DESCRIPTION OF THE TASK: Find each line below that includes "from", then copy it.

(Collected data)
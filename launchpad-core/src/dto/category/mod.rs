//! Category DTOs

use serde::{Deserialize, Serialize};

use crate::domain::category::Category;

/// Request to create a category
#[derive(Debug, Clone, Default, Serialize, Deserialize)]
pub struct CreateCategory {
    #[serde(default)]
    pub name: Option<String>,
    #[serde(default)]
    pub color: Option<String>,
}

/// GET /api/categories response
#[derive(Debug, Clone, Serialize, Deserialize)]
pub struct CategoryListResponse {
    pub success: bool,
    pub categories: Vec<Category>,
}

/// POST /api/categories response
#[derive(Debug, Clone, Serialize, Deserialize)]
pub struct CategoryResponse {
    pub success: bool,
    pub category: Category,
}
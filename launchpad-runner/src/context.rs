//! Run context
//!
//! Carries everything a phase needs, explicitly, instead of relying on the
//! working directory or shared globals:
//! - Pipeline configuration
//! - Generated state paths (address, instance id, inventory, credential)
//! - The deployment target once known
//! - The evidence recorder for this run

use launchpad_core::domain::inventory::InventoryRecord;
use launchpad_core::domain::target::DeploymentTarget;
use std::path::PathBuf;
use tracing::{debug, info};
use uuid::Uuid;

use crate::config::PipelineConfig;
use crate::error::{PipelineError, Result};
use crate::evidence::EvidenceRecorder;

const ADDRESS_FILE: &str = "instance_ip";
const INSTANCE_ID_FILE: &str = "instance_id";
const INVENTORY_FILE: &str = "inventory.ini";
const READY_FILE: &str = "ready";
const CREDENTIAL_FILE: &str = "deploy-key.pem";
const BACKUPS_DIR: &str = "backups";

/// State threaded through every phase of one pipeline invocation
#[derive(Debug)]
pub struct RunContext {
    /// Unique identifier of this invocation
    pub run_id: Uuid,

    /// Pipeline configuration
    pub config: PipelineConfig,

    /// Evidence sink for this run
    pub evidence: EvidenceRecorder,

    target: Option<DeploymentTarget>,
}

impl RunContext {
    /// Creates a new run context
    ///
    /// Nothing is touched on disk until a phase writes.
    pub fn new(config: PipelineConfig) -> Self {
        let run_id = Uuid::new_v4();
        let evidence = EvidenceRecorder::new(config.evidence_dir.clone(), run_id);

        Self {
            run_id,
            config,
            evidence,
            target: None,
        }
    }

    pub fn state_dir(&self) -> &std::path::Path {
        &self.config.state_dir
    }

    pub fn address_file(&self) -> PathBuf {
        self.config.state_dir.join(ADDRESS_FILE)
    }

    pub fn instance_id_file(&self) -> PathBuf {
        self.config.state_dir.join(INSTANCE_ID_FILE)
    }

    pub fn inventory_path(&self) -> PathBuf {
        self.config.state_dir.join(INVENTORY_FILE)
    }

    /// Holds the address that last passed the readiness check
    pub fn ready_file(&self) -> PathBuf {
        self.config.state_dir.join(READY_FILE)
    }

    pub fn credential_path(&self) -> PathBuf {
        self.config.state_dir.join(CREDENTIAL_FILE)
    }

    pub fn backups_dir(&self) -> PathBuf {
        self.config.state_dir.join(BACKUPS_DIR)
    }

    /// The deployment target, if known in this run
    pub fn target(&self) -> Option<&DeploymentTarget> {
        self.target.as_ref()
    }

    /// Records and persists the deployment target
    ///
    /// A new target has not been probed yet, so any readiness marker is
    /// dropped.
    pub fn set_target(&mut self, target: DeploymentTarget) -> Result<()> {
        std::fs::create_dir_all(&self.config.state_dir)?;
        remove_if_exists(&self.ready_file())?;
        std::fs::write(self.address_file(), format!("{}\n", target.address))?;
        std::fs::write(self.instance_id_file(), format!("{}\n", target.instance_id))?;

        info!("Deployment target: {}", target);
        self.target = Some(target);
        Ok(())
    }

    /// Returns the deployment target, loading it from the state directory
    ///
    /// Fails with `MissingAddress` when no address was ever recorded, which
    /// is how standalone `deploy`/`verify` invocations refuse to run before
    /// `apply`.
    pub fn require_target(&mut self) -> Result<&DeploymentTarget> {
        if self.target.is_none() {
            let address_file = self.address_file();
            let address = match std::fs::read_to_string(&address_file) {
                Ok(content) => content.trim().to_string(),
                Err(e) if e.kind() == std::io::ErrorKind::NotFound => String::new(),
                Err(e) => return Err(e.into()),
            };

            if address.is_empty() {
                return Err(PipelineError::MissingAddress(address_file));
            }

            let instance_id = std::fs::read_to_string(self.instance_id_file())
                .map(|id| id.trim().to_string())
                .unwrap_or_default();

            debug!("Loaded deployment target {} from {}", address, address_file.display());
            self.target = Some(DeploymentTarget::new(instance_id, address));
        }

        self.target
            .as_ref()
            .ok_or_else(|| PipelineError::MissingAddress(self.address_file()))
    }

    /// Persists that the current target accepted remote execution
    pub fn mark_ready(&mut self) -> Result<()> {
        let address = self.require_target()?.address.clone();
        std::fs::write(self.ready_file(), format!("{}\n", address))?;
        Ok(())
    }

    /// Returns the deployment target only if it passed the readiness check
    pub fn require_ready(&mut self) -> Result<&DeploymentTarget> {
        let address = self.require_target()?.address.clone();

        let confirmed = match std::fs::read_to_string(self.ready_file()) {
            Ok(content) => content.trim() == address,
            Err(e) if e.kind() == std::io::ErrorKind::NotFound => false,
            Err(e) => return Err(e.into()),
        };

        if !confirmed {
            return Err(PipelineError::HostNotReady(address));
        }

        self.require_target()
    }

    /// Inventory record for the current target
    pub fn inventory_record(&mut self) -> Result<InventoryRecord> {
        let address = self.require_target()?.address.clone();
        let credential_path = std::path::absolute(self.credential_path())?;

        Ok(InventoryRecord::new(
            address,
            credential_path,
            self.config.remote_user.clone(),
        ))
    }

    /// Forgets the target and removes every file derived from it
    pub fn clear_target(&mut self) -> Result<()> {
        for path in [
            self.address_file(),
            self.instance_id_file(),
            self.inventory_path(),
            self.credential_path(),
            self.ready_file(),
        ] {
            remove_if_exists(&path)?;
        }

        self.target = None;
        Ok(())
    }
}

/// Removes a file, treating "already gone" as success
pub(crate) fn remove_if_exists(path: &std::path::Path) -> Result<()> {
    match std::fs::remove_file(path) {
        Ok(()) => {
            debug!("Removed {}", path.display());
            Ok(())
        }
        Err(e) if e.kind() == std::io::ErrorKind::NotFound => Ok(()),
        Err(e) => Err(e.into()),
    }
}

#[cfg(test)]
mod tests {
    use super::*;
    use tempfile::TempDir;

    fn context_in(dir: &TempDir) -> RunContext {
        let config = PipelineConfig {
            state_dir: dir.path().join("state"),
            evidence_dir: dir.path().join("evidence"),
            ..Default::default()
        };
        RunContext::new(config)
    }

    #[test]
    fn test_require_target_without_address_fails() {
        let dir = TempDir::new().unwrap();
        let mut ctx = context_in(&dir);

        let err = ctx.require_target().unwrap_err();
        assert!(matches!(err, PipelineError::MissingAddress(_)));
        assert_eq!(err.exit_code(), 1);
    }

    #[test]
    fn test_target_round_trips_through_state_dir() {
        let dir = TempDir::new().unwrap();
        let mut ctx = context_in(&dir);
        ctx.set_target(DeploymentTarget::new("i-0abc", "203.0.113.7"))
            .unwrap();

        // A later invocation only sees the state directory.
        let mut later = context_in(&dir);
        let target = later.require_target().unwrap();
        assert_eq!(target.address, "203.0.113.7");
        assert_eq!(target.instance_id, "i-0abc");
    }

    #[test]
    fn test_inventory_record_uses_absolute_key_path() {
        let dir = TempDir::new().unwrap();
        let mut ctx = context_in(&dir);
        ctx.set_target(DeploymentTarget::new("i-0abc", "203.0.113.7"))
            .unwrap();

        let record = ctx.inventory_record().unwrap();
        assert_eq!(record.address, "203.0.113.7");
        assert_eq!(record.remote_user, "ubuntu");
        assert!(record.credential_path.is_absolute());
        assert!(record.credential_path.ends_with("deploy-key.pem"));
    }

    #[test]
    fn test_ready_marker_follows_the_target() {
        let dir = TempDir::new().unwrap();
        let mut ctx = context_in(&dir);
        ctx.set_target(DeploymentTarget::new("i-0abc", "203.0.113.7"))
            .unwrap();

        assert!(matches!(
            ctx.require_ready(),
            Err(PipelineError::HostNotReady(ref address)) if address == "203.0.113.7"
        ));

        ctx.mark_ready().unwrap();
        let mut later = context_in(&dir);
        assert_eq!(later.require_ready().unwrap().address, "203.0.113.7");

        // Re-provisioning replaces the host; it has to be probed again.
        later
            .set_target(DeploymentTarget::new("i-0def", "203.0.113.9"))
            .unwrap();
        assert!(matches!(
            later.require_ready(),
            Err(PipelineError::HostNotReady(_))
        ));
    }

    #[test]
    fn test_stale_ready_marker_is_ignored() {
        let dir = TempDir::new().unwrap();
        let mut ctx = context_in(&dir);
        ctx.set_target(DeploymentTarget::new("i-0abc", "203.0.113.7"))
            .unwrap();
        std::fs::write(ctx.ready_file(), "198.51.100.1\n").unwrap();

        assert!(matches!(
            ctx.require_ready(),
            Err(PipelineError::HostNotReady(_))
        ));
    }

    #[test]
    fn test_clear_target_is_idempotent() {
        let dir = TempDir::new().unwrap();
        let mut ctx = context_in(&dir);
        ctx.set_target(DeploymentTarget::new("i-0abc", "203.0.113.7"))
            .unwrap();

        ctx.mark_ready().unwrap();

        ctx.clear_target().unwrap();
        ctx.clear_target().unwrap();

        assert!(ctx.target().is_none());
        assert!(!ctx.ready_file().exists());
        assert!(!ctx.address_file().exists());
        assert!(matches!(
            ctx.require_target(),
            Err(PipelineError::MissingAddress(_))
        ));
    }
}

EXPECTED OUTPUT:
    /// Returns the deployment target, loading it from the state directory
            debug!("Loaded deployment target {} from {}", address, address_file.display());
    /// Forgets the target and removes every file derived from it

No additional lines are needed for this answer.